The Valuation Office Agency’s data were fine in their own terms, but it was how they were interpreted thereafter and the claims made for them that were not substantiated. It would have been better if they had never been prayed in aid at all. The Gerald Eve analysis of the figures—produced by the Valuation Office Agency, not by Gerald Eve; it was a reworking of the Valuation Office Agency’s own figures—has to this day not been challenged or countermanded in any sense. The political overlay is a matter of dismay to many businesses.
The cost of occupation is directly related to jobs. If we are all in this together, and somebody in the Treasury or wherever in the Government is saying, “Well, we’re not going to have this thing, because, in fact, we don’t want any sort of wobbles on the transition to the Local Government Finance Act arrangements and the business rates retention scheme and all that sort of thing”, that is fine, but it would be just as well if that were said outright and then we would all know where we were.
There does not appear to be any other reason for that. With the greatest respect to what the noble Baroness said, I do not believe that the figures add up in the way that she said. I do not believe that there are 800,000 gainers. I do not see that in the figures there. It is an allocation of a large proportion of “don’t knows”, and that is not the same thing at all. Obviously the noble Baroness is entirely dependent in these things on the information that is provided by her department but there is a great deal of concern about the information, what it means and what is being claimed of it. Different interpretations are being attached to things that should have a straightforward meaning to everybody. This is a problem that we need to address.
If I might just comment on the Minister’s reply, I thank the Minister for that long reply at the end of what has been a very long day for her—I am sure she is looking forward to the conclusion of today’s debate—but I thought that reply was somewhat disappointing. As the noble Earl said, the Valuation Office report was interesting in part but the other section, if you look at the detail, seemed to say that there were no data on which it could really base that finding. The incredible thing was that all 500,000 of these others were placed as potential gainers from non-implementing. Not a single one was regarded as a loser. The credibility of that is open to suggestion.

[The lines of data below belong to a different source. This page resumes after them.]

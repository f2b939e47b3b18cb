//! Orientation context tying the gravity estimate to the space transforms

use log::debug;
use nalgebra::Vector3;

use crate::error::GyroSpaceError;
use crate::gravity::GravityEstimator;
use crate::transform::{
    sanitize_gravity, smooth_tilt, tilt_factor, transform_local, transform_player,
    transform_world,
};
use crate::types::{GyroSpace, GyroSpaceSettings, Sensitivity};

/// Per-device orientation state
///
/// Holds the gravity estimate and the smoothed tilt factor that Player,
/// World and dynamic transforms share. The tilt factor starts at 1.0
/// (upright), always lies in `[0, 1]`, and advances one smoothing step for
/// each Player, World or dynamic transform call.
///
/// All mutation goes through `&mut self`. Callers feeding samples from
/// several threads wrap the context in their own lock.
///
/// # Example
/// ```
/// use nalgebra::Vector3;
/// use gyro_space::{OrientationContext, Sensitivity};
///
/// let mut context = OrientationContext::new();
///
/// // Each input tick: fuse the motion sensors, then transform the gyro delta
/// let accelerometer = Vector3::new(0.0, 1.0, 0.0);
/// let gyro_rotation = Vector3::new(0.0, 0.01, 0.0);
/// context.update_gravity(accelerometer, gyro_rotation, 0.05).unwrap();
///
/// let delta = context.transform_dynamic(1.5, 0.2, 0.0, Sensitivity::default(), 0.075);
/// assert!(delta.x > 0.0);
/// ```
#[derive(Debug, Clone)]
pub struct OrientationContext {
    settings: GyroSpaceSettings,
    gravity: GravityEstimator,
    smoothed_tilt: f32,
}

impl OrientationContext {
    /// Create a context with default settings
    pub fn new() -> Self {
        Self::with_settings(GyroSpaceSettings::default())
    }

    /// Create a context with the specified settings
    pub fn with_settings(settings: GyroSpaceSettings) -> Self {
        Self {
            settings,
            gravity: GravityEstimator::new(),
            smoothed_tilt: 1.0,
        }
    }

    /// Reset gravity and tilt smoothing, keeping the settings
    pub fn reset(&mut self) {
        self.gravity.reset();
        self.smoothed_tilt = 1.0;
    }

    /// Update settings
    pub fn set_settings(&mut self, settings: GyroSpaceSettings) {
        self.settings = settings;
    }

    /// Get current settings
    pub fn settings(&self) -> GyroSpaceSettings {
        self.settings
    }

    /// Fuse one accelerometer sample and gyro rotation into the gravity estimate
    ///
    /// See [`GravityEstimator::update`]. On error the estimate is unchanged or
    /// reset to the default up vector, as described there.
    pub fn update_gravity(
        &mut self,
        accelerometer: Vector3<f32>,
        gyro_rotation: Vector3<f32>,
        fusion_factor: f32,
    ) -> Result<(), GyroSpaceError> {
        self.gravity.update(accelerometer, gyro_rotation, fusion_factor)
    }

    /// Same as [`Self::update_gravity`] with the configured fusion factor
    pub fn update_gravity_default(
        &mut self,
        accelerometer: Vector3<f32>,
        gyro_rotation: Vector3<f32>,
    ) -> Result<(), GyroSpaceError> {
        self.update_gravity(accelerometer, gyro_rotation, self.settings.fusion_factor)
    }

    /// Manually override the gravity estimate
    pub fn set_gravity(&mut self, x: f32, y: f32, z: f32) -> Result<(), GyroSpaceError> {
        self.gravity.set(x, y, z)
    }

    /// Current gravity estimate
    pub fn gravity(&self) -> Vector3<f32> {
        self.gravity.gravity()
    }

    /// Force the gravity estimate back to (0, 1, 0)
    pub fn reset_gravity(&mut self) {
        self.gravity.reset();
    }

    /// Current smoothed tilt factor in `[0, 1]`
    pub fn smoothed_tilt(&self) -> f32 {
        self.smoothed_tilt
    }

    /// Local space transform; does not touch the tilt state
    pub fn transform_local(
        &self,
        yaw: f32,
        pitch: f32,
        roll: f32,
        sensitivity: Sensitivity,
        coupling_factor: f32,
    ) -> Vector3<f32> {
        transform_local(yaw, pitch, roll, sensitivity, coupling_factor)
    }

    /// Player space transform against an explicit gravity vector
    pub fn transform_player(
        &mut self,
        yaw: f32,
        pitch: f32,
        roll: f32,
        gravity: Vector3<f32>,
        sensitivity: Sensitivity,
    ) -> Vector3<f32> {
        let gravity = sanitize_gravity(gravity);
        let blend = self.advance_tilt(gravity);
        transform_player(
            yaw,
            pitch,
            roll,
            gravity,
            sensitivity,
            blend,
            self.settings.transform.ground_player_in_tilt,
        )
    }

    /// World space transform against an explicit gravity vector
    pub fn transform_world(
        &mut self,
        yaw: f32,
        pitch: f32,
        roll: f32,
        gravity: Vector3<f32>,
        sensitivity: Sensitivity,
    ) -> Vector3<f32> {
        let gravity = sanitize_gravity(gravity);
        let blend = self.advance_tilt(gravity);
        transform_world(yaw, pitch, roll, gravity, sensitivity, blend)
    }

    /// Picks the frame from the controller's attitude
    ///
    /// Reads the gravity estimate, advances the tilt smoothing once and blends
    /// yaw and roll by it. The blended triple goes through Local space with
    /// `coupling_factor`, then through Player space when `gravity.y` is above
    /// the upright threshold and World space otherwise. Sensitivities are
    /// applied once, in the blend.
    pub fn transform_dynamic(
        &mut self,
        yaw: f32,
        pitch: f32,
        roll: f32,
        sensitivity: Sensitivity,
        coupling_factor: f32,
    ) -> Vector3<f32> {
        let gravity = self.gravity.gravity();
        let blend = self.advance_tilt(gravity);

        let scaled_yaw = yaw * sensitivity.yaw;
        let scaled_roll = roll * sensitivity.roll;

        let dynamic_yaw = blend * scaled_yaw + (1.0 - blend) * scaled_roll;
        let dynamic_pitch = pitch * sensitivity.pitch;
        let dynamic_roll = blend * scaled_roll + (1.0 - blend) * scaled_yaw;

        let local = transform_local(
            dynamic_yaw,
            dynamic_pitch,
            dynamic_roll,
            Sensitivity::default(),
            coupling_factor,
        );

        if gravity.y > self.settings.transform.upright_threshold {
            transform_player(
                local.x,
                local.y,
                local.z,
                gravity,
                Sensitivity::default(),
                blend,
                self.settings.transform.ground_player_in_tilt,
            )
        } else {
            transform_world(
                local.x,
                local.y,
                local.z,
                gravity,
                Sensitivity::default(),
                blend,
            )
        }
    }

    /// Transform into an explicitly selected frame using the configured
    /// sensitivity, coupling factor and the current gravity estimate
    pub fn transform(&mut self, space: GyroSpace, yaw: f32, pitch: f32, roll: f32) -> Vector3<f32> {
        let sensitivity = self.settings.sensitivity;
        let gravity = self.gravity.gravity();
        match space {
            GyroSpace::Local => self.transform_local(
                yaw,
                pitch,
                roll,
                sensitivity,
                self.settings.transform.coupling_factor,
            ),
            GyroSpace::Player => self.transform_player(yaw, pitch, roll, gravity, sensitivity),
            GyroSpace::World => self.transform_world(yaw, pitch, roll, gravity, sensitivity),
        }
    }

    /// One exponential smoothing step of the tilt factor toward `gravity`'s tilt
    fn advance_tilt(&mut self, gravity: Vector3<f32>) -> f32 {
        let transform = &self.settings.transform;
        let target = tilt_factor(gravity, transform.tilt_exponent);
        let previous = self.smoothed_tilt;
        self.smoothed_tilt = smooth_tilt(previous, target, transform.tilt_smoothing);
        if !self.smoothed_tilt.is_finite() {
            self.smoothed_tilt = previous;
        }
        debug!("tilt factor {:.3} -> {:.3} (target {:.3})", previous, self.smoothed_tilt, target);
        self.smoothed_tilt
    }
}

impl Default for OrientationContext {
    fn default() -> Self {
        Self::new()
    }
}

#[cfg(test)]
mod tests {
    use super::*;
    use crate::math::DEFAULT_UP;

    #[test]
    fn test_new_context() {
        let context = OrientationContext::new();
        assert_eq!(context.gravity(), DEFAULT_UP);
        assert_eq!(context.smoothed_tilt(), 1.0);
    }

    #[test]
    fn test_tilt_smoothing_converges_monotonically() {
        let mut context = OrientationContext::new();
        context.set_gravity(0.0, 0.0, 1.0).unwrap();

        let mut previous = context.smoothed_tilt();
        for step in 0..100 {
            context.transform_dynamic(1.0, 0.0, 0.0, Sensitivity::default(), 0.0);
            let current = context.smoothed_tilt();
            assert!(current < previous, "step {}: {} !< {}", step, current, previous);
            assert!((0.0..=1.0).contains(&current));
            previous = current;
        }
        assert!(previous < 1e-3);

        // First step follows s += 0.1 * (target - s) exactly
        let mut context = OrientationContext::new();
        context.set_gravity(0.0, 0.0, 1.0).unwrap();
        context.transform_dynamic(0.0, 0.0, 0.0, Sensitivity::default(), 0.0);
        assert!((context.smoothed_tilt() - 0.9).abs() < 1e-6);
    }

    #[test]
    fn test_local_does_not_advance_tilt() {
        let mut context = OrientationContext::new();
        context.set_gravity(0.0, 0.0, 1.0).unwrap();
        context.transform(GyroSpace::Local, 1.0, 1.0, 1.0);
        assert_eq!(context.smoothed_tilt(), 1.0);
        context.transform(GyroSpace::World, 1.0, 1.0, 1.0);
        assert!((context.smoothed_tilt() - 0.9).abs() < 1e-6);
    }

    #[test]
    fn test_dynamic_upright_uses_player_space() {
        let mut context = OrientationContext::new();
        let out = context.transform_dynamic(1.0, 0.5, 0.0, Sensitivity::default(), 0.0);
        // Upright: blend stays at 1, local passes yaw/pitch, player keeps them
        assert!((out - Vector3::new(1.0, 0.5, 0.0)).norm() < 1e-5);
    }

    #[test]
    fn test_dynamic_flat_uses_world_space() {
        let mut context = OrientationContext::new();
        context.set_gravity(0.0, 0.0, 1.0).unwrap();
        let blend = 0.9;
        let out = context.transform_dynamic(1.0, 0.0, 0.0, Sensitivity::default(), 0.0);

        let local = transform_local(blend, 0.0, 1.0 - blend, Sensitivity::default(), 0.0);
        let expected = transform_world(
            local.x,
            local.y,
            local.z,
            Vector3::z(),
            Sensitivity::default(),
            blend,
        );
        assert!((out - expected).norm() < 1e-5);
    }

    #[test]
    fn test_dynamic_coupling_upright() {
        let mut context = OrientationContext::new();
        let out = context.transform_dynamic(1.0, 0.5, 0.0, Sensitivity::default(), 0.25);
        // adjusted roll = 0 - 1 * 0.25, so yaw picks up the coupling
        assert!((out - Vector3::new(1.25, 0.5, 0.0)).norm() < 1e-5, "{:?}", out);

        let mut uncoupled = OrientationContext::new();
        let out = uncoupled.transform_dynamic(1.0, 0.5, 0.0, Sensitivity::default(), 0.0);
        assert!((out - Vector3::new(1.0, 0.5, 0.0)).norm() < 1e-5);
    }

    #[test]
    fn test_dynamic_coupling_flat() {
        let mut context = OrientationContext::new();
        context.set_gravity(0.0, 0.0, 1.0).unwrap();
        let out = context.transform_dynamic(1.0, 0.0, 0.0, Sensitivity::default(), 0.25);

        // blend 0.9: local (1.025, 0, -0.1), world yaw = 0.9 * -0.1 + 0.1 * 1.025
        assert!((out - Vector3::new(0.0125, 0.0, 0.0)).norm() < 1e-5, "{:?}", out);

        let local = transform_local(0.9, 0.0, 0.1, Sensitivity::default(), 0.25);
        let expected = transform_world(
            local.x,
            local.y,
            local.z,
            Vector3::z(),
            Sensitivity::default(),
            0.9,
        );
        assert!((out - expected).norm() < 1e-5);
    }

    #[test]
    fn test_dynamic_player_grounded_in_tilt() {
        let settings = GyroSpaceSettings {
            transform: crate::types::TransformSettings {
                ground_player_in_tilt: true,
                ..Default::default()
            },
            ..Default::default()
        };
        let gravity = Vector3::new(0.0, 0.8, 0.6);

        let mut context = OrientationContext::with_settings(settings);
        context.set_gravity(gravity.x, gravity.y, gravity.z).unwrap();
        let out = context.transform_dynamic(0.0, 1.0, 0.0, Sensitivity::default(), 0.075);
        // Upright enough for player space; pitch rides the gravity matrix's up row
        assert!((out - gravity).norm() < 1e-5, "{:?}", out);

        let mut ungrounded = OrientationContext::new();
        ungrounded.set_gravity(gravity.x, gravity.y, gravity.z).unwrap();
        let out = ungrounded.transform_dynamic(0.0, 1.0, 0.0, Sensitivity::default(), 0.075);
        assert!((out - Vector3::new(0.0, 1.0, 0.0)).norm() < 1e-5, "{:?}", out);
    }

    #[test]
    fn test_dynamic_overflow_yields_zero() {
        let mut context = OrientationContext::new();
        let out = context.transform_dynamic(3.0e38, 3.0e38, 3.0e38, Sensitivity::uniform(2.0), 0.5);
        assert_eq!(out, Vector3::zeros());
        assert_eq!(context.smoothed_tilt(), 1.0);
    }

    #[test]
    fn test_dynamic_zero_input() {
        let mut context = OrientationContext::new();
        context.set_gravity(0.3, 0.2, 0.9).unwrap();
        let out = context.transform_dynamic(0.0, 0.0, 0.0, Sensitivity::uniform(2.0), 0.5);
        assert!(out.norm() < 1e-6);
    }

    #[test]
    fn test_transform_uses_settings() {
        let settings = GyroSpaceSettings {
            sensitivity: Sensitivity::new(2.0, 3.0, 4.0),
            ..Default::default()
        };
        let mut context = OrientationContext::with_settings(settings);
        let out = context.transform(GyroSpace::Player, 1.0, 1.0, 0.0);
        assert!((out - Vector3::new(2.0, 3.0, 0.0)).norm() < 1e-5);
    }

    #[test]
    fn test_update_gravity_default_uses_configured_factor() {
        let settings = GyroSpaceSettings {
            fusion_factor: 1.0,
            ..Default::default()
        };
        let mut context = OrientationContext::with_settings(settings);
        context
            .update_gravity_default(Vector3::new(0.0, 0.0, -2.0), Vector3::zeros())
            .unwrap();
        assert!((context.gravity() - Vector3::new(0.0, 0.0, -1.0)).norm() < 1e-6);
    }

    #[test]
    fn test_reset() {
        let mut context = OrientationContext::new();
        context.set_gravity(1.0, 0.0, 0.0).unwrap();
        context.transform_dynamic(1.0, 0.0, 0.0, Sensitivity::default(), 0.0);
        context.reset();
        assert_eq!(context.gravity(), DEFAULT_UP);
        assert_eq!(context.smoothed_tilt(), 1.0);
    }
}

If Ministers want a confrontational meeting, a meeting with the Valuation Office to really understand the basis of those figures might be helpful for your Lordships. If the Minister would agree to arrange that, it might be helpful. As I said, the quotation from the regulations from last year talked about the fair contribution based upon property values. The Minister is saying that to avoid turbulence we are actually going away from that principle. Lots of people would have gained by a revaluation, mainly in the retail sector but in other sectors, too. In a sense, they have the certainty that they will pay rateable values but higher than they should. But with that, I will not move that Clause 25 should not stand part.